## What needs to be done
A single figure is expected: how many lines of the data that follows contain the word "match".

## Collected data
══════════

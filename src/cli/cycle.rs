use super::{load_context, read_snapshot};
use crate::approval::{ApprovalGate, ConsoleReviewer, PolicyReviewer, ReviewDecider};
use crate::orchestrator::{
    BinaryRunner, CommandBuilder, CommandGenerator, CycleInput, CycleOutcome, LifecycleDriver,
};
use crate::Result;
use colored::Colorize;
use std::path::Path;
use tracing::Instrument;

pub struct CycleOptions<'a> {
    pub metrics: &'a Path,
    pub target: &'a Path,
    pub interactive: bool,
    pub yes: bool,
}

pub async fn run(project_root: &Path, codebase: &str, options: CycleOptions<'_>) -> Result<()> {
    let (config, _layout) = load_context(project_root, codebase)?;
    let snapshot = read_snapshot(options.metrics)?;

    let reviewer: Option<Box<dyn ReviewDecider>> = if options.yes {
        Some(Box::new(PolicyReviewer::always_approve()))
    } else if options.interactive {
        Some(Box::new(ConsoleReviewer::new()))
    } else {
        None
    };
    let gate = match reviewer {
        Some(reviewer) => ApprovalGate::with_reviewer(config.approval.clone(), reviewer),
        None => ApprovalGate::new(config.approval.clone()),
    };

    let show_progress = options.interactive;
    let commands = config.commands.clone();
    let mut driver = LifecycleDriver::new(
        config,
        codebase,
        gate,
        Box::new(CommandGenerator::new(&commands, show_progress)),
        Box::new(CommandBuilder::new(&commands, show_progress)),
        Box::new(BinaryRunner::new(&commands, show_progress)),
    )?;

    let run_id = uuid::Uuid::new_v4();
    println!("{}", format!("Lifecycle cycle for: {}", codebase).cyan().bold());
    let report = driver
        .run_cycle(CycleInput {
            snapshot,
            target_path: options.target.to_path_buf(),
            interactive: options.interactive || options.yes,
        })
        .instrument(tracing::info_span!("cycle", %run_id, codebase))
        .await?;

    print!("{}", report.detection.format_summary());
    if let Some(approval) = &report.approval {
        if let Some(notes) = &approval.notes {
            println!("   Notes: {}", notes);
        }
    }

    match &report.outcome {
        CycleOutcome::NoAction => println!("{}", "✓ No regeneration needed".green()),
        CycleOutcome::AwaitingReview => println!(
            "{}",
            "⏸ Regeneration needs review; rerun with --interactive".yellow()
        ),
        CycleOutcome::Rejected => println!("{}", "✗ Regeneration rejected".yellow()),
        CycleOutcome::Regenerated { version } => println!(
            "{}",
            format!("✓ Regenerated and activated v{}", version.version)
                .green()
                .bold()
        ),
        CycleOutcome::BuildFailed { version, .. } | CycleOutcome::ValidationFailed { version, .. } => {
            println!(
                "{}",
                format!("✗ v{} recorded as failed; active version unchanged", version.version).red()
            );
        }
    }

    if let Some(err) = report.validation_error() {
        return Err(err.into());
    }
    Ok(())
}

══════════

## Task response
2